══ THE DATA

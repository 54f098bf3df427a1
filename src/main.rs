use vpnset::config::{self, DirectoryPurge, PassFile, YamlSettingsStore};
use vpnset::tui::{self, Collaborators};
use vpnset::vpn::PidFileSession;
use vpnset::{Result, args, log, log_debug, log_error, log_info};

use std::process::ExitCode;

fn main() -> Result<ExitCode> {
    let args = args::main_args();

    let paths = match config::resolve_config_dir(args.config_dir.as_deref()) {
        Ok(paths) => paths,
        Err(err) => {
            eprintln!("[!] {}", err);
            return Ok(ExitCode::FAILURE);
        }
    };
    config::set_config_paths(paths.clone());

    // Initialize logging
    if args.debug {
        log::LOGGER.enable_debug();
        if let Err(err) = log::LOGGER.log_debug("Debug mode enabled") {
            eprintln!("[!] Failed to initialize debug logging: {}", err);
            return Ok(ExitCode::FAILURE);
        }
    }
    log_debug!("Configuration directory: {}", paths.root().display());

    let store = match YamlSettingsStore::open(paths.settings_file()) {
        Ok(store) => store,
        Err(err) => {
            log_error!("Failed to open settings: {}", err);
            eprintln!("[!] {}", err);
            let _ = log::LOGGER.flush();
            return Ok(ExitCode::FAILURE);
        }
    };

    let ports = Collaborators {
        store: Box::new(store),
        credentials: Box::new(PassFile::new(paths.passfile())),
        vpn: Box::new(PidFileSession::new(paths.pid_file())),
        purge: Box::new(DirectoryPurge::new(paths.root())),
    };

    let exit = tui::run_settings(ports)?;
    if let Some(message) = exit.diagnostic() {
        eprintln!("[!] {}", message);
    }

    log_info!("Exiting with {}", exit);
    let _ = log::LOGGER.flush();

    Ok(if exit.is_success() { ExitCode::SUCCESS } else { ExitCode::FAILURE })
}
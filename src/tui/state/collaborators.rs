//! Side-effect ports used by the editors.

use crate::config::{ConfigPurge, ConfigStore, CredentialSink};
use crate::vpn::SessionControl;

pub struct Collaborators {
    pub store: Box<dyn ConfigStore>,
    pub credentials: Box<dyn CredentialSink>,
    pub vpn: Box<dyn SessionControl>,
    pub purge: Box<dyn ConfigPurge>,
}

════

EXERCISE BRIEF
Check each line above for the word "LOGGER" and copy the ones that have it.

TASK RESULT
        log::LOGGER.enable_debug();
        if let Err(err) = log::LOGGER.log_debug("Debug mode enabled") {
            let _ = log::LOGGER.flush();
    let _ = log::LOGGER.flush();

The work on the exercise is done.